The wonderful libsvm package provides a python interface and a file "easy.py" that automatically searches for learning parameters (cost & gamma) that maximize the accuracy of the classifier. Within a given candidate set of learning parameters, accuracy is operationalized by cross-validation, but I feel like this undermines the purpose of cross-validation. That is, insofar as the learning parameters themselves can be chosen an a manner that might cause an over-fit of the data, I feel like a more appropriate approach would be to apply cross validation at the level of the search itself: perform the search on a training data set and then evaluate the ultimate accuracy of SVM resulting from the finally-chosen learning parameters by evaluation within a separate testing data set. Or am I missing something here?
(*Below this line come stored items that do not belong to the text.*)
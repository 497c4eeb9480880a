//! Shared CLI output formatting: colors, symbols and the global flags.

/// Set by `--json`.
pub const JSON_ENV: &str = "LINKSCOUT_JSON";
/// Set by `--quiet`.
pub const QUIET_ENV: &str = "LINKSCOUT_QUIET";
/// Set by `--verbose`.
pub const VERBOSE_ENV: &str = "LINKSCOUT_VERBOSE";
/// Set by `--no-color`.
pub const NO_COLOR_ENV: &str = "LINKSCOUT_NO_COLOR";

/// Check if color output is enabled.
pub fn color_enabled() -> bool {
    // https://no-color.org/
    if std::env::var("NO_COLOR").is_ok() || std::env::var(NO_COLOR_ENV).is_ok() {
        return false;
    }
    stderr_is_tty()
}

/// Human output goes to stderr, so that is the stream we test.
pub fn stderr_is_tty() -> bool {
    unsafe { libc_isatty(2) != 0 }
}

#[cfg(unix)]
extern "C" {
    fn isatty(fd: std::os::raw::c_int) -> std::os::raw::c_int;
}

#[cfg(unix)]
unsafe fn libc_isatty(fd: i32) -> i32 {
    unsafe { isatty(fd) }
}

#[cfg(not(unix))]
unsafe fn libc_isatty(_fd: i32) -> i32 {
    0
}

const GREEN: &str = "\x1b[32m";
const RED: &str = "\x1b[31m";
const YELLOW: &str = "\x1b[33m";
const CYAN: &str = "\x1b[36m";
const DIM: &str = "\x1b[2m";
const BOLD: &str = "\x1b[1m";
const RESET: &str = "\x1b[0m";

/// Colored string builder.
pub struct Styled {
    use_color: bool,
}

impl Styled {
    pub fn new() -> Self {
        Self {
            use_color: color_enabled(),
        }
    }

    pub fn plain() -> Self {
        Self { use_color: false }
    }

    pub fn ok_sym(&self) -> &str {
        if self.use_color {
            "\x1b[32m\u{2713}\x1b[0m"
        } else {
            "OK"
        }
    }

    pub fn fail_sym(&self) -> &str {
        if self.use_color {
            "\x1b[31m\u{2717}\x1b[0m"
        } else {
            "!!"
        }
    }

    pub fn warn_sym(&self) -> &str {
        if self.use_color {
            "\x1b[33m\u{26a0}\x1b[0m"
        } else {
            "??"
        }
    }

    pub fn info_sym(&self) -> &str {
        if self.use_color {
            "\x1b[34m\u{25cb}\x1b[0m"
        } else {
            "--"
        }
    }

    fn paint(&self, code: &str, s: &str) -> String {
        if self.use_color {
            format!("{code}{s}{RESET}")
        } else {
            s.to_string()
        }
    }

    pub fn green(&self, s: &str) -> String {
        self.paint(GREEN, s)
    }

    pub fn red(&self, s: &str) -> String {
        self.paint(RED, s)
    }

    pub fn yellow(&self, s: &str) -> String {
        self.paint(YELLOW, s)
    }

    pub fn cyan(&self, s: &str) -> String {
        self.paint(CYAN, s)
    }

    pub fn dim(&self, s: &str) -> String {
        self.paint(DIM, s)
    }

    pub fn bold(&self, s: &str) -> String {
        self.paint(BOLD, s)
    }
}

pub fn print_header(s: &Styled) {
    eprintln!(
        "  {} {}",
        s.bold("linkscout"),
        s.dim(&format!("v{}", env!("CARGO_PKG_VERSION")))
    );
    eprintln!();
}

/// Print a section header (e.g. "Browser", "Config").
pub fn print_section(s: &Styled, title: &str) {
    eprintln!("  {}", s.bold(title));
}

/// Print a check result line with symbol and label/value.
pub fn print_check(symbol: &str, label: &str, value: &str) {
    eprintln!("    {symbol} {label:<16} {value}");
}

/// Print an indented detail line under a check.
pub fn print_detail(msg: &str) {
    eprintln!("                        {msg}");
}

/// Print a status summary line at the bottom.
pub fn print_status(s: &Styled, status: &str, msg: &str) {
    eprintln!();
    eprintln!("  {}: {status} ({msg})", s.bold("Status"));
}

/// Format milliseconds for humans (e.g. "850ms", "4.2s", "2m 05s").
pub fn format_duration_ms(ms: u64) -> String {
    if ms < 1_000 {
        format!("{ms}ms")
    } else if ms < 60_000 {
        format!("{:.1}s", ms as f64 / 1_000.0)
    } else {
        let secs = ms / 1_000;
        format!("{}m {:02}s", secs / 60, secs % 60)
    }
}

pub fn is_quiet() -> bool {
    std::env::var(QUIET_ENV).is_ok()
}

pub fn is_verbose() -> bool {
    std::env::var(VERBOSE_ENV).is_ok()
}

pub fn is_json() -> bool {
    std::env::var(JSON_ENV).is_ok()
}

/// Print JSON output to stdout.
pub fn print_json(value: &serde_json::Value) {
    if let Ok(s) = serde_json::to_string_pretty(value) {
        println!("{s}");
    }
}

#[cfg(test)]
mod tests {
    use super::*;

    #[test]
    fn test_format_duration_ms() {
        assert_eq!(format_duration_ms(850), "850ms");
        assert_eq!(format_duration_ms(4_200), "4.2s");
        assert_eq!(format_duration_ms(125_000), "2m 05s");
    }

    #[test]
    fn test_plain_styling_has_no_escapes() {
        let s = Styled::plain();
        assert_eq!(s.green("ok"), "ok");
        assert_eq!(s.ok_sym(), "OK");
        assert_eq!(s.fail_sym(), "!!");
    }
}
If you learn the hyper-parameters in the full training data and then cross-validate, you will get an optimistically biased performance estimate, because the test data in each fold will already have been used in setting the hyper-parameters, so the hyper-parameters selected are selected in part because they suit the data in the test set. The optimistic bias introduced in this way can be unexpectedly large. See Cawley and Talbot, "On Over-fitting in Model Selection and Subsequent Selection Bias in Performance Evaluation", JMLR 11(Jul):2079−2107, 2010. (Particularly section 5.3). The best thing to do is nested cross-validation. The basic idea is that you cross-validate the entire method used to generate the model, so treat model selection (choosing the hyper-parameters) as simply part of the model fitting procedure (where the parameters are determined) and you can't go too far wrong.
If you use cross-validation on the training set to determine the hyper-parameters and then evaluate the performance of a model trained using those parameters on the whole training set, using a separate test set, that is also fine (provided you have enough data for reliably fitting the model and estimating performance using disjoint partitions).